**SUPPLIED RECORDS**

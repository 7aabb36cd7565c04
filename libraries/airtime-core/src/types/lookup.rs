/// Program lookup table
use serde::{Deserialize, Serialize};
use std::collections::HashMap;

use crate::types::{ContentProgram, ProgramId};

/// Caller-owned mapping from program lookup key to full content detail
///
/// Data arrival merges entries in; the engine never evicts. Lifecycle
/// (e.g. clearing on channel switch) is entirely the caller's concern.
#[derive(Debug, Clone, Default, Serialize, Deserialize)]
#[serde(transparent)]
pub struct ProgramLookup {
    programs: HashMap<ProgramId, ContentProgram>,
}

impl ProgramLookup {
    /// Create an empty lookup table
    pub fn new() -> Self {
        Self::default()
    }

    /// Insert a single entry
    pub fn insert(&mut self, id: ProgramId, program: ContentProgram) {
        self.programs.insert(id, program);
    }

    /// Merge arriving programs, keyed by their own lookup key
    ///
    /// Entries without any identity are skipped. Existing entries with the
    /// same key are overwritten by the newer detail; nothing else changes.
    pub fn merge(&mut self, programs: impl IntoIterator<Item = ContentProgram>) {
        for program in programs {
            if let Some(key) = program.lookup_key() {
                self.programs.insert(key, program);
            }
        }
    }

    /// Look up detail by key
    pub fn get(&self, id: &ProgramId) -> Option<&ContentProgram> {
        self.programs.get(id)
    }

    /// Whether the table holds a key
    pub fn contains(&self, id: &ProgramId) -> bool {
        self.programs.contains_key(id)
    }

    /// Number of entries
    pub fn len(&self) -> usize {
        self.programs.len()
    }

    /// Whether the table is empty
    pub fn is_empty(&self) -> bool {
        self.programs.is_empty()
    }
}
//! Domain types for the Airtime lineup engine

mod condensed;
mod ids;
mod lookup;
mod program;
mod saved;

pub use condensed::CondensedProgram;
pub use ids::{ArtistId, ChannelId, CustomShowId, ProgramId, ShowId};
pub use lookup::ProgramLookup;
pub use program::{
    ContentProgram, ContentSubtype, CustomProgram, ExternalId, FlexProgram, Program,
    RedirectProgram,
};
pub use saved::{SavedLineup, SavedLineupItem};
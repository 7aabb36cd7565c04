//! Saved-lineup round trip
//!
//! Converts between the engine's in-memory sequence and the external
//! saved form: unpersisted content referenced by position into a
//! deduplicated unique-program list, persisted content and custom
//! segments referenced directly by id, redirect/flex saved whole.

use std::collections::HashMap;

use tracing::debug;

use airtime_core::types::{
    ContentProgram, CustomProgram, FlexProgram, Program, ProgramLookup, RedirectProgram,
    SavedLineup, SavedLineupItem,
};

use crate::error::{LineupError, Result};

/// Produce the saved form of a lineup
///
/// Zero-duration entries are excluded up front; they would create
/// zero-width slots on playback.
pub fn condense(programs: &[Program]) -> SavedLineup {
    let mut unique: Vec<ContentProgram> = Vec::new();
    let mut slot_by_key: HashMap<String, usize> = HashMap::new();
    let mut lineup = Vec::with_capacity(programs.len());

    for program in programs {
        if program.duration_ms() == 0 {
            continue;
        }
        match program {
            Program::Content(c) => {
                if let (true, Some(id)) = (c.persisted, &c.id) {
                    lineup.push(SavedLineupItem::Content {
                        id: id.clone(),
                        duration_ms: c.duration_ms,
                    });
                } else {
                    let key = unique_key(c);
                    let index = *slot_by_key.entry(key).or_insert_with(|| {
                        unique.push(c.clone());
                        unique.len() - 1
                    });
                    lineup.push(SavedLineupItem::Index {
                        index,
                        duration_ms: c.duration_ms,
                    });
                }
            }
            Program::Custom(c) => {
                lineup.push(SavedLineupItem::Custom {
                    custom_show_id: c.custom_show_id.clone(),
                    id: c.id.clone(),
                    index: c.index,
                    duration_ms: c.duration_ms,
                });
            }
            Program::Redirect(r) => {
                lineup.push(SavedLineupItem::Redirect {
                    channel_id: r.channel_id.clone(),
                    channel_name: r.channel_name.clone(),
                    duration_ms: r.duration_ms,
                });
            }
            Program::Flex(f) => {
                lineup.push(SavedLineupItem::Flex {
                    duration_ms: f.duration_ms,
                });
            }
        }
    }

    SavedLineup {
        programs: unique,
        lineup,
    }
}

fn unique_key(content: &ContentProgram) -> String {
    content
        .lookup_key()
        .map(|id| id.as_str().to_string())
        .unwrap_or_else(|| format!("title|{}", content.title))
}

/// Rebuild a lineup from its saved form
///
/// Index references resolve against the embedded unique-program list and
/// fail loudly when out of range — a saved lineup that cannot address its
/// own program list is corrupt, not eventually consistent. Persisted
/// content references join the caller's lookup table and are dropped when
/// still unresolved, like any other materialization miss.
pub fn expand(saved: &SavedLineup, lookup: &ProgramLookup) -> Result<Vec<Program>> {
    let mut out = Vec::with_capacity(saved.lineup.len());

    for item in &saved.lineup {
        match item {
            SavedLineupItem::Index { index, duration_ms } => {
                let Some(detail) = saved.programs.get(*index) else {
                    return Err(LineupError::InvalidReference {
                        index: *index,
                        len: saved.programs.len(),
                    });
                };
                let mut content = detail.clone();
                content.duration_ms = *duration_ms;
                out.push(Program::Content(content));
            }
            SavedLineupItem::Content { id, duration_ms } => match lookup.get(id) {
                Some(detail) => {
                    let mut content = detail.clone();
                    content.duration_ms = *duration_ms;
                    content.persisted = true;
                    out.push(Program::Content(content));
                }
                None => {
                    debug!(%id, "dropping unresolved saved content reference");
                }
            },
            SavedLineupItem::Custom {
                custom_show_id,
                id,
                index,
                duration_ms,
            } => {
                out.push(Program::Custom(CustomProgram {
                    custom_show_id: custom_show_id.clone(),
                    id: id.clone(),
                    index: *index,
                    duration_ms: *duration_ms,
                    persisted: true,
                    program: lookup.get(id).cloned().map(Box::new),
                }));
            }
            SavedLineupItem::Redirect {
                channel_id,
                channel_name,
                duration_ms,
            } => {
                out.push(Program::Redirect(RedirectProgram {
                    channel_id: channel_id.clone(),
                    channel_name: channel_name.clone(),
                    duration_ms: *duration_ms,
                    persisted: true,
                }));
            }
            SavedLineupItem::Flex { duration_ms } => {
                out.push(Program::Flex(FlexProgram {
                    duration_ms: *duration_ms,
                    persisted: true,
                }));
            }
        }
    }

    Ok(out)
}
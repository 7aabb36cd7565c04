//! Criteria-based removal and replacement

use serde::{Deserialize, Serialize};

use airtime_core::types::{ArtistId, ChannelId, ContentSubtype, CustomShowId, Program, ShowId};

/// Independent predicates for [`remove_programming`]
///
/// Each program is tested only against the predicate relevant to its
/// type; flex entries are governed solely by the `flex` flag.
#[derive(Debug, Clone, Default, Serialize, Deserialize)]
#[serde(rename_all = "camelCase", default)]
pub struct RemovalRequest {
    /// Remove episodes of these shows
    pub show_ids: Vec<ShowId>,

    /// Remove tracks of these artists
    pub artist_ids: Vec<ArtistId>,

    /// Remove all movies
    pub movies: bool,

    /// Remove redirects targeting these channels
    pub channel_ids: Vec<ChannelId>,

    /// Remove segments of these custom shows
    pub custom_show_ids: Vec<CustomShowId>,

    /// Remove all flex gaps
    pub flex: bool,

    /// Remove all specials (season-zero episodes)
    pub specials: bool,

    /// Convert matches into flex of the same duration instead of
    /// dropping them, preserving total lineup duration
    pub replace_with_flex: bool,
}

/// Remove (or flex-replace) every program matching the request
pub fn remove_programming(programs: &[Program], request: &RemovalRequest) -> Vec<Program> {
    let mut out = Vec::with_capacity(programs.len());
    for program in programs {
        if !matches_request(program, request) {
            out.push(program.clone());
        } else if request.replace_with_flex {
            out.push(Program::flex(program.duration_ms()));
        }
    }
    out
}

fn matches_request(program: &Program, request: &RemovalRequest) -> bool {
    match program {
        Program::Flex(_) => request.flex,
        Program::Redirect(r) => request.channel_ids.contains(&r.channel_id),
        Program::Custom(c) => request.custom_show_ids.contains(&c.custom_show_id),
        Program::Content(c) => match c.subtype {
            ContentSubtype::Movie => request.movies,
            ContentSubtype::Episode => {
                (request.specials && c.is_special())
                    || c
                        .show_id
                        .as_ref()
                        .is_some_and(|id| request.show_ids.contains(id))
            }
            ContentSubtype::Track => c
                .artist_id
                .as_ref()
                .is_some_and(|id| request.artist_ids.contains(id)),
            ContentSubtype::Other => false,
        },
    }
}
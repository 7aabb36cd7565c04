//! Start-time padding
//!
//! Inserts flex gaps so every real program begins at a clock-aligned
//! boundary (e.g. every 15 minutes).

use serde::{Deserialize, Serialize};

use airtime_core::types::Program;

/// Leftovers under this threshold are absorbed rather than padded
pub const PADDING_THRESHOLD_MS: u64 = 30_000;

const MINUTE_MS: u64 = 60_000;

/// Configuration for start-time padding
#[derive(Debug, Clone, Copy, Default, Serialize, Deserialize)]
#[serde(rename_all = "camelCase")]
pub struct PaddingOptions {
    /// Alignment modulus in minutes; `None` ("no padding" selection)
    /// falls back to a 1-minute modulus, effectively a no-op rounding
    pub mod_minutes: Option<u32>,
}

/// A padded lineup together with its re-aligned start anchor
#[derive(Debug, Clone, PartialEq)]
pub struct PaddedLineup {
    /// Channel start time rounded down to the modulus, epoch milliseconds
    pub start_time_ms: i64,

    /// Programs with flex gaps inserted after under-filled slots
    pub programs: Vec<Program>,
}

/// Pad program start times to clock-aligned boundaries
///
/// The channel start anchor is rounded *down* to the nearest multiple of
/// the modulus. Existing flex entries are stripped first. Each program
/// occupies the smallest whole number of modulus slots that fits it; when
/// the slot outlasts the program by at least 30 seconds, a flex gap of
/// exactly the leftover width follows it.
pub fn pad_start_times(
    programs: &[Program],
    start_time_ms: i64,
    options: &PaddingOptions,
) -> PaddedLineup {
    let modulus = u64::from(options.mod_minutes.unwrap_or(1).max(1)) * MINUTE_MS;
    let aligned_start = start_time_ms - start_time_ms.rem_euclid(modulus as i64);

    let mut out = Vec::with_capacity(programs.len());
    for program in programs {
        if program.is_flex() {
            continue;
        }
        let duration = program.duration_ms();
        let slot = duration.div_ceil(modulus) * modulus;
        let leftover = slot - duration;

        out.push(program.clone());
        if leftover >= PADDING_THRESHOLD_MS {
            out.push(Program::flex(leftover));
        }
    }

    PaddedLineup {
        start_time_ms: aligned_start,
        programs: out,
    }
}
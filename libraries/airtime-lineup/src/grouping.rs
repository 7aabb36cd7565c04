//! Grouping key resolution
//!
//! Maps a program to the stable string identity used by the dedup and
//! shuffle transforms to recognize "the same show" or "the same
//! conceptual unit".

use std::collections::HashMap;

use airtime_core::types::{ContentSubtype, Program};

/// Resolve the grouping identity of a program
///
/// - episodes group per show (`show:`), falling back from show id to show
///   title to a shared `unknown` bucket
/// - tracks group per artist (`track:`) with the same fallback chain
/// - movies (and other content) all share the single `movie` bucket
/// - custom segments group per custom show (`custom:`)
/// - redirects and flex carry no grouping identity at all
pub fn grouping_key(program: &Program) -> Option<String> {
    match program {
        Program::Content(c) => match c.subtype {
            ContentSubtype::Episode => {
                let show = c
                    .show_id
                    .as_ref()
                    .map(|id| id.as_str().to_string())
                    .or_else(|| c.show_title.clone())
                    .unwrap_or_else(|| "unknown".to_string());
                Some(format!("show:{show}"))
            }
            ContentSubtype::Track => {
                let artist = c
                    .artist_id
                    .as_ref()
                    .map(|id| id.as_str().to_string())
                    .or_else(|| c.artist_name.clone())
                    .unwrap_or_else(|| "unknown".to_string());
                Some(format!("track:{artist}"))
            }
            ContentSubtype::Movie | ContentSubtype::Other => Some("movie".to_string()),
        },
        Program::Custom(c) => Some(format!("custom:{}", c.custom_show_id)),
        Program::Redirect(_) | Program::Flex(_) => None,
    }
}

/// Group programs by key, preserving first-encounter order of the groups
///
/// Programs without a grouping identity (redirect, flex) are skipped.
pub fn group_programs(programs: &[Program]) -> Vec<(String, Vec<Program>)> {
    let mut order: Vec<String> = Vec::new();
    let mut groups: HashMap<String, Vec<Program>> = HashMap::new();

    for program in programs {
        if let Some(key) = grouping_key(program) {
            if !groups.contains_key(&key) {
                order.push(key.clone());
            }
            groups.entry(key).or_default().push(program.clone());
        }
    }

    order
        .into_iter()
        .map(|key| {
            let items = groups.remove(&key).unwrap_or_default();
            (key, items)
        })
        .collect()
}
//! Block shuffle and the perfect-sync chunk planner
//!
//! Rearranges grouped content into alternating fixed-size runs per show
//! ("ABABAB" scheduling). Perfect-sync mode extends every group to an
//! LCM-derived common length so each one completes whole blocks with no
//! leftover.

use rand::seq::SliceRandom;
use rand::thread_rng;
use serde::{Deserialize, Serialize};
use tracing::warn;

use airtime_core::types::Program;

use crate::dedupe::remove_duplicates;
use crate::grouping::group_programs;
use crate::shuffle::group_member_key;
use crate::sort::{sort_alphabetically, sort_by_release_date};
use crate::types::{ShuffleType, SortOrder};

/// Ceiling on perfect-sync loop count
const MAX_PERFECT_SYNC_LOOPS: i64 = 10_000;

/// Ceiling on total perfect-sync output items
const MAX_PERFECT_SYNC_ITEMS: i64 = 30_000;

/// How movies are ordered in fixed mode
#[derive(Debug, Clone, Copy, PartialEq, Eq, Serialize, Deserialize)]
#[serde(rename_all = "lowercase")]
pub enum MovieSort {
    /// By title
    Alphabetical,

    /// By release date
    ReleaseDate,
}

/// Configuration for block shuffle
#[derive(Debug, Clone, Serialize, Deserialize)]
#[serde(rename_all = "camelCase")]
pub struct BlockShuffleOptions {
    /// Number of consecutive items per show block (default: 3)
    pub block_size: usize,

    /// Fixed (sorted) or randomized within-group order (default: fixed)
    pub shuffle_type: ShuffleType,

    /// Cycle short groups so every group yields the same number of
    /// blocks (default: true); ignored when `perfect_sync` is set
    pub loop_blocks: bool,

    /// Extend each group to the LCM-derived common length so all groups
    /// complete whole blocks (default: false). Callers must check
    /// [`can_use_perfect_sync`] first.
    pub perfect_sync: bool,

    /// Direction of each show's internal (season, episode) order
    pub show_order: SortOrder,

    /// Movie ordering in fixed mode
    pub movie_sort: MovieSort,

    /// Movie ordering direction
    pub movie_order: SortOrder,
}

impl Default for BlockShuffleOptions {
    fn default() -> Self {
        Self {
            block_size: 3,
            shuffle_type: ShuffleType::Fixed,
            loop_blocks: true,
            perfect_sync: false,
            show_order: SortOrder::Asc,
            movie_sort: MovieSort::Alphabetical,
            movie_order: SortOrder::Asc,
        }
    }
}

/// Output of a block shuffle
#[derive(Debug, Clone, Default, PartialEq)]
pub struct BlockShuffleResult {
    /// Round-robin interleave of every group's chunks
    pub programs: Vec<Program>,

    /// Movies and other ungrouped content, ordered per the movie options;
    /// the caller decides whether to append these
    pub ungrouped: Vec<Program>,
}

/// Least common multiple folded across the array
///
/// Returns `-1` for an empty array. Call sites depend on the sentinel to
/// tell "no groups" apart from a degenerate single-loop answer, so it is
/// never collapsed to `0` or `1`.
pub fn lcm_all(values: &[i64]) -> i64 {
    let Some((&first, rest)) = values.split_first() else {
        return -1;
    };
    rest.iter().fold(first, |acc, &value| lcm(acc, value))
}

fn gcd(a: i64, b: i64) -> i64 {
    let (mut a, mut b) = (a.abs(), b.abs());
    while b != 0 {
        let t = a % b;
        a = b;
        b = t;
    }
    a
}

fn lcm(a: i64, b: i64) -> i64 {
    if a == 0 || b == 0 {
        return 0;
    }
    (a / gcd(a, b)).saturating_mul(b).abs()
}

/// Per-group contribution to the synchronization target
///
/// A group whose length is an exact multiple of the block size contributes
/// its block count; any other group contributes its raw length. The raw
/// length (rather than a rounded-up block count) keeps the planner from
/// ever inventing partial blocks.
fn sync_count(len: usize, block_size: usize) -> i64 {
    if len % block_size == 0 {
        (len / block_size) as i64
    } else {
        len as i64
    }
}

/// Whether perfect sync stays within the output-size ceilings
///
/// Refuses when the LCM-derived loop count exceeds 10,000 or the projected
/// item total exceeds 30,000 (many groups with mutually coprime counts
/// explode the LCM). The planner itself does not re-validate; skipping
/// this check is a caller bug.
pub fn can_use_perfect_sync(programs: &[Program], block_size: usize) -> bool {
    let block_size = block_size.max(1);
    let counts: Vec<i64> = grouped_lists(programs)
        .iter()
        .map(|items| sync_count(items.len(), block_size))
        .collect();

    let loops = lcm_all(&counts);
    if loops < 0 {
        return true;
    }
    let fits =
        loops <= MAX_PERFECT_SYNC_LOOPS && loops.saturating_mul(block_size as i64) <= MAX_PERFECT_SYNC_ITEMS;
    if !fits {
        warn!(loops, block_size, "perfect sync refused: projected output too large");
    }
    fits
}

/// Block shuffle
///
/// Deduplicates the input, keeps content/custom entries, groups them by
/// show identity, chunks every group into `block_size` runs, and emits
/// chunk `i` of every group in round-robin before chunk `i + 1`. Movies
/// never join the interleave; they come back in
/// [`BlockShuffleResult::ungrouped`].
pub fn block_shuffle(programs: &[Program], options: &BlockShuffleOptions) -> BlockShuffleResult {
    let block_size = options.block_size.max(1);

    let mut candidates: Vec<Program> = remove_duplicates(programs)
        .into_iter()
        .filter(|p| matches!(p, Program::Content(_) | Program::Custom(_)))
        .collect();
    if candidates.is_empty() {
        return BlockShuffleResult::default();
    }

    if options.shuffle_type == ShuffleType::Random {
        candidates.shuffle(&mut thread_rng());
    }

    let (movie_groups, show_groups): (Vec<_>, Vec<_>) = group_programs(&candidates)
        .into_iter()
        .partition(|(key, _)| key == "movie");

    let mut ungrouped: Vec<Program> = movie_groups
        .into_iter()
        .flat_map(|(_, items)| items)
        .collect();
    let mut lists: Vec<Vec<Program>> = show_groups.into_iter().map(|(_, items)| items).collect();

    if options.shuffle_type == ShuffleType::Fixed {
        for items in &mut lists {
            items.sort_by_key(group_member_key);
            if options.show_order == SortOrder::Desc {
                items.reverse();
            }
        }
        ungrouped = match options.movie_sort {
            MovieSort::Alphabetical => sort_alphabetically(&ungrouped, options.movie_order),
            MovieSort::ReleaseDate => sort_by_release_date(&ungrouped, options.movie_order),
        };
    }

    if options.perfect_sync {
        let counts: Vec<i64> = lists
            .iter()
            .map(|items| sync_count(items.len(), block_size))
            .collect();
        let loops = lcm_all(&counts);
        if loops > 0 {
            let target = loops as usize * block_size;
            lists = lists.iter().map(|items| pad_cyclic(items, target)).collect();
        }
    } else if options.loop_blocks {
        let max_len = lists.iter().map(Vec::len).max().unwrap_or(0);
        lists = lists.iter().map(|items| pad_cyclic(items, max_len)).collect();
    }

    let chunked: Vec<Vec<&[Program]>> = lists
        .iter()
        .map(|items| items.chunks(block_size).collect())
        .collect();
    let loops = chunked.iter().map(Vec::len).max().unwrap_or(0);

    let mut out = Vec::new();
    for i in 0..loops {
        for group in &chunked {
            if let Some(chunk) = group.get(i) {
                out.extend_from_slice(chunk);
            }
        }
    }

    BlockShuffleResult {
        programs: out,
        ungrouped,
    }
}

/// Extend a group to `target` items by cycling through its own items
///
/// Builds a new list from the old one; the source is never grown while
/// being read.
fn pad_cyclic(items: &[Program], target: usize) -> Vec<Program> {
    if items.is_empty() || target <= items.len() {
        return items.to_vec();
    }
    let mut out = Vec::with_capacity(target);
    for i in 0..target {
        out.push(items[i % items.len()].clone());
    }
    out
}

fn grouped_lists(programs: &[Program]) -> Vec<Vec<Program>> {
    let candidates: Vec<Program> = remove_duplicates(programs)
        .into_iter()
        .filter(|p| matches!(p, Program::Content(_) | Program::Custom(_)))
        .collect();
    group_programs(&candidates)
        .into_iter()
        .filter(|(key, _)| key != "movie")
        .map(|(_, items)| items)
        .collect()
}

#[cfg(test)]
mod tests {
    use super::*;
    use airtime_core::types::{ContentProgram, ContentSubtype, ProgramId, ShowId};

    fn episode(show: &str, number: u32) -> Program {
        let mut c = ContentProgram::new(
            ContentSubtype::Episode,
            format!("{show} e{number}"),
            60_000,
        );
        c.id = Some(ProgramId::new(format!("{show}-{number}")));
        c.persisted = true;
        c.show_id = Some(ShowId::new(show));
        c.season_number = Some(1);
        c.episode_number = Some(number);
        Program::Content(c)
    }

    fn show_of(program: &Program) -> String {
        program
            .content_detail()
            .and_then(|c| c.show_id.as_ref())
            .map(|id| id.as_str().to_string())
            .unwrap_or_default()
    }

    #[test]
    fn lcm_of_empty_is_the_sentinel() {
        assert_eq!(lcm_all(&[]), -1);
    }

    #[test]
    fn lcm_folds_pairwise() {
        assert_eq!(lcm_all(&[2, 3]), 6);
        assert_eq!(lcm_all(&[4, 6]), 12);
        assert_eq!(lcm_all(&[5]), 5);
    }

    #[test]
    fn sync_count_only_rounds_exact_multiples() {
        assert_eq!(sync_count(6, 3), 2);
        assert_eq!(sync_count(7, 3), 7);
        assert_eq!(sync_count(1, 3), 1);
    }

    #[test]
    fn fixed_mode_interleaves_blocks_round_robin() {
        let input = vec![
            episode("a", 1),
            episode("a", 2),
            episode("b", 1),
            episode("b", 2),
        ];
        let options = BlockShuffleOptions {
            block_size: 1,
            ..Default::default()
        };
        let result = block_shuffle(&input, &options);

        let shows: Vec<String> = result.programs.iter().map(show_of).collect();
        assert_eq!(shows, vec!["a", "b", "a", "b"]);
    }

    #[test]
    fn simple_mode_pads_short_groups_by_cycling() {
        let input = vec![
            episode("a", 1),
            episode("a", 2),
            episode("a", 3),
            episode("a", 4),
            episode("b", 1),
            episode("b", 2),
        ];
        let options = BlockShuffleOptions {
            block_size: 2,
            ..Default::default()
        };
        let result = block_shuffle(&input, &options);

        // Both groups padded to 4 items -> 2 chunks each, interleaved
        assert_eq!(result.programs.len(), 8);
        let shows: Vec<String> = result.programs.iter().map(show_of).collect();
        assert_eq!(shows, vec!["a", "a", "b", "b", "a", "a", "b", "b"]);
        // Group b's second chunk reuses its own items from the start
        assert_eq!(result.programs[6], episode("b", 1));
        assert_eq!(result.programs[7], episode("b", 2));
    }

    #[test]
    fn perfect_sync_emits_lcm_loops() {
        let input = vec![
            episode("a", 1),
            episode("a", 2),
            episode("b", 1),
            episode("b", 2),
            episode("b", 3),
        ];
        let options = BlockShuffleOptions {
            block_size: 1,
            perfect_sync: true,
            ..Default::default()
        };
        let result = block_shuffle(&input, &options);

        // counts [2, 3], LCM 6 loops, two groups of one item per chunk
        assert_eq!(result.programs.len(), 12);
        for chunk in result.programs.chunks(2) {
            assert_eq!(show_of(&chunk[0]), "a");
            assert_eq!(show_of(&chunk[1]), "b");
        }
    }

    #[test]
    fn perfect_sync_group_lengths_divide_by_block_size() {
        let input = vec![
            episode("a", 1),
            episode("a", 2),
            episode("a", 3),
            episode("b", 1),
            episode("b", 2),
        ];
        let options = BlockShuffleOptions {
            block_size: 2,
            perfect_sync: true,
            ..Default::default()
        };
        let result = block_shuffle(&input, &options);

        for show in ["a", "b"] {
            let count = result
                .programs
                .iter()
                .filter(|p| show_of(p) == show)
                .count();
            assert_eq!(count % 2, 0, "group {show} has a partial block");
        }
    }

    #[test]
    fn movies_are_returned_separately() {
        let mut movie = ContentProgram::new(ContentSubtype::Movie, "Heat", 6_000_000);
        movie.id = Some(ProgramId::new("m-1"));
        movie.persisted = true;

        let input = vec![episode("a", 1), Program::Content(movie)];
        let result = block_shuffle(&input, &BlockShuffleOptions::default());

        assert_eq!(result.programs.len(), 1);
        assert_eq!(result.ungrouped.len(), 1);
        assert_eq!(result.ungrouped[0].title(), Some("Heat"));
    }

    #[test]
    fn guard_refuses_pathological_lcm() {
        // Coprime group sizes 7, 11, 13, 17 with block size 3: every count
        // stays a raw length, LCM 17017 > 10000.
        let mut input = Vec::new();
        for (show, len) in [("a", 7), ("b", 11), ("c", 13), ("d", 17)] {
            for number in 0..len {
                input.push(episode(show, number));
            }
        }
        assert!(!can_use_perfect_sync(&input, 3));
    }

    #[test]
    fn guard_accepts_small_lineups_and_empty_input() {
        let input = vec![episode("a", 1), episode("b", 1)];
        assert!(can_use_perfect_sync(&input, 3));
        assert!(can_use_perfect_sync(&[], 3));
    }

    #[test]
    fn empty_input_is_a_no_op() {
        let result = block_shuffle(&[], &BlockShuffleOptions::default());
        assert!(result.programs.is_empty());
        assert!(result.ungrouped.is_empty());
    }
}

**TASK DIRECTIONS**
Lines wanted from the listing above: the line with "let block_size = block_size.max(1);" up to and including the line with "items.sort_by_key(group_member_key);". Please write them out exactly, adding nothing else.

**EXERCISE SOLUTION**
    let block_size = block_size.max(1);
    let counts: Vec<i64> = grouped_lists(programs)
        .iter()
        .map(|items| sync_count(items.len(), block_size))
        .collect();

    let loops = lcm_all(&counts);
    if loops < 0 {
        return true;
    }
    let fits =
        loops <= MAX_PERFECT_SYNC_LOOPS && loops.saturating_mul(block_size as i64) <= MAX_PERFECT_SYNC_ITEMS;
    if !fits {
        warn!(loops, block_size, "perfect sync refused: projected output too large");
    }
    fits
}

/// Block shuffle
///
/// Deduplicates the input, keeps content/custom entries, groups them by
/// show identity, chunks every group into `block_size` runs, and emits
/// chunk `i` of every group in round-robin before chunk `i + 1`. Movies
/// never join the interleave; they come back in
/// [`BlockShuffleResult::ungrouped`].
pub fn block_shuffle(programs: &[Program], options: &BlockShuffleOptions) -> BlockShuffleResult {
    let block_size = options.block_size.max(1);

    let mut candidates: Vec<Program> = remove_duplicates(programs)
        .into_iter()
        .filter(|p| matches!(p, Program::Content(_) | Program::Custom(_)))
        .collect();
    if candidates.is_empty() {
        return BlockShuffleResult::default();
    }

    if options.shuffle_type == ShuffleType::Random {
        candidates.shuffle(&mut thread_rng());
    }

    let (movie_groups, show_groups): (Vec<_>, Vec<_>) = group_programs(&candidates)
        .into_iter()
        .partition(|(key, _)| key == "movie");

    let mut ungrouped: Vec<Program> = movie_groups
        .into_iter()
        .flat_map(|(_, items)| items)
        .collect();
    let mut lists: Vec<Vec<Program>> = show_groups.into_iter().map(|(_, items)| items).collect();

    if options.shuffle_type == ShuffleType::Fixed {
        for items in &mut lists {
            items.sort_by_key(group_member_key);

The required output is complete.